## [To do]
Read through the records. Copy each line that has the word "RuntimeContext".

## [Data]
//! 컨텍스트 팩토리 — [`MemoryRuntime`]
//!
//! 팩토리에 설정한 속성 파일 위치와 초기 속성은 이후 생성되는 모든
//! 컨텍스트에 적용됩니다. 컨텍스트마다 독립된 속성 제공자를 가지므로
//! 한 테스트의 오버라이드가 다른 컨텍스트로 새지 않습니다.

use std::path::PathBuf;
use std::sync::Arc;

use tracing::debug;

use switchyard_core::error::RuntimeError;
use switchyard_core::properties::Properties;
use switchyard_core::runtime::{ContextFactory, ContextSpec, RuntimeContext};

use crate::context::MemoryContext;
use crate::properties::MemoryPropertyProvider;
use crate::stats::{RuntimeStats, StatsSnapshot};

/// 인메모리 런타임 (컨텍스트 팩토리)
///
/// # 사용 예시
/// ```
/// use switchyard_core::runtime::{ContextFactory, ContextSpec};
/// use switchyard_core::registry::Registry;
/// use switchyard_memory::MemoryRuntime;
///
/// let runtime = MemoryRuntime::new().with_property("greeting", "hello");
/// let context = runtime
///     .create_context(ContextSpec {
///         name: "doc".to_owned(),
///         registry: Registry::new(),
///         management_enabled: false,
///     })
///     .unwrap();
/// assert_eq!(context.name(), "doc");
/// assert_eq!(runtime.stats().contexts_created, 1);
/// ```
#[derive(Debug, Clone, Default)]
pub struct MemoryRuntime {
    property_locations: Vec<PathBuf>,
    initial_properties: Properties,
    stats: Arc<RuntimeStats>,
}

impl MemoryRuntime {
    /// 기본 설정의 런타임을 생성합니다.
    pub fn new() -> Self {
        Self::default()
    }

    /// 속성 파일(TOML) 위치를 추가합니다.
    pub fn with_property_location(mut self, path: impl Into<PathBuf>) -> Self {
        self.property_locations.push(path.into());
        self
    }

    /// 초기 속성을 추가합니다.
    pub fn with_property(mut self, key: impl Into<String>, value: impl Into<String>) -> Self {
        self.initial_properties.insert(key, value);
        self
    }

    /// 지금까지의 통계를 반환합니다.
    pub fn stats(&self) -> StatsSnapshot {
        self.stats.snapshot()
    }
}

impl ContextFactory for MemoryRuntime {
    fn create_context(&self, spec: ContextSpec) -> Result<Arc<dyn RuntimeContext>, RuntimeError> {
        if spec.name.trim().is_empty() {
            return Err(RuntimeError::InvalidState {
                service: "memory-runtime".to_owned(),
                reason: "context name must not be empty".to_owned(),
            });
        }

        let properties = Arc::new(MemoryPropertyProvider::new(
            self.property_locations.clone(),
            self.initial_properties.clone(),
        ));
        debug!(
            context = %spec.name,
            beans = spec.registry.len(),
            management = spec.management_enabled,
            "creating memory context"
        );
        let context = MemoryContext::new(spec, properties, Arc::clone(&self.stats));
        self.stats.record_created();
        Ok(Arc::new(context))
    }
}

## [Result of this exercise]
use switchyard_core::runtime::{ContextFactory, ContextSpec, RuntimeContext};
    fn create_context(&self, spec: ContextSpec) -> Result<Arc<dyn RuntimeContext>, RuntimeError> {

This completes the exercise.